A consensus arose among the Sisters in the convent—perhaps because they had seen the girl helping Sister Illuminata up and down the basement stairs—that Sally would do well with the old folks. The French Little Sisters of the Poor—the order Sister Jeanne herself had once intended to join—did marvelous work in this regard. And the Sisters of Charity had a home for aged domestic workers, immigrants mostly, men and women who had outlived their usefulness and their employers’ largesse—faithful servants of the city’s faithless titans. Wouldn’t Sally be great with them?
Or indigent widows. The Carmelites were mentioned. They had a place on Staten Island.
And then there were the missionary orders to consider: the Foreign Mission Sisters of St. Dominic, the Missionary Sisters of the Immaculate Heart of Mary, of Our Lady of Victory, of the Most Precious Blood. There were the Charity nuns as well, who seemed to be everywhere, doing everything. There were the teaching orders. There were the contemplatives and cloistered, although none of the nuns in the convent believed that such a life would suit Sally—who, they had observed, still fidgeted in the chapel, played with her hair at Sunday mass. Who, even now, despite her call, had to be hushed by her mother when her giddy laughter rose up the basement stairs.
One of the walking orders, then, like their own. An order that would get her out among the poor, out in the air. She might help to care for orphans, childlike as she was. The Sisters of Charity ran the Foundling Home in Manhattan. (“Aren’t they a busy bunch?” Annie asked Mrs. Tierney.) Given her youth and her innocence, her spark of mischief, Sally might, as a Sister, inspire and uplift certain fallen women. The Good Shepherd Sisters had a place for them.
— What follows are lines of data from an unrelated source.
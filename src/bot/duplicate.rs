// src/bot/duplicate.rs - Recent-message duplicate suppression

use std::collections::{HashMap, VecDeque};
use std::sync::Arc;
use tokio::sync::RwLock;

/// Texts shorter than this (in characters, not bytes) are too common to
/// judge and are never tracked.
const MIN_TEXT_CHARS: usize = 10;

/// Flags exact repeats of a user's own recent messages.
pub struct DuplicateGuard {
    history: Arc<RwLock<HashMap<(i64, i64), VecDeque<String>>>>,
    capacity: usize,
}

impl DuplicateGuard {
    pub fn new(capacity: usize) -> Self {
        Self {
            history: Arc::new(RwLock::new(HashMap::new())),
            capacity,
        }
    }

    /// Check a message against the user's recent history. Returns true on
    /// an exact repeat of a retained text. Short texts leave the history
    /// untouched; a flagged repeat is not re-recorded, so the original
    /// entry ages out on its own schedule.
    pub async fn check(&self, chat_id: i64, user_id: i64, text: &str) -> bool {
        let text = text.trim();
        if text.chars().count() < MIN_TEXT_CHARS {
            return false;
        }

        let mut history = self.history.write().await;
        let recent = history.entry((chat_id, user_id)).or_default();

        if recent.iter().any(|seen| seen == text) {
            return true;
        }
        recent.push_back(text.to_string());
        while recent.len() > self.capacity {
            recent.pop_front();
        }
        false
    }
}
“Give her to the prostitutes,” Annie told Mrs. Tierney. “Send her to China or Africa. Or to Hawaii with the lepers. That’s what they’re proposing. Let her work in an orphanage, they’re saying, after everything I’ve done to keep her out of one.”
When Sally’s high school days were drawing to a close, Sister Lucy ran her yellow eyes over the girl and then told Annie, “Let her follow me for the week. Let her get a glimpse of the work.”
On that early morning in June, mother and daughter entered the convent through the front door rather than the back. They waited for a moment, feeling like visitors in the hushed hallway, until Sister Lucy swung toward them, sweeping down the corridor from the kitchen. She wore her cloak and carried her black satchel. She produced a white postulant’s veil. “Wear this,” Sister Lucy said. “You don’t want to look like a tourist.” And smiled thinly at her own joke. “Come with me,” she said.
Annie helped her daughter fasten the veil and then kissed the smooth top of it as she sent her off. Sally took small, hurried steps, following behind Sister Lucy, as if a long skirt bound her ankles—not her own gait at all. Her mother wondered which of the nuns she was imitating now. She turned. Sister Illuminata was there in the hallway, standing before the basement door, leaning on her cane.
“Baptism by fire,” Sister Illuminata said.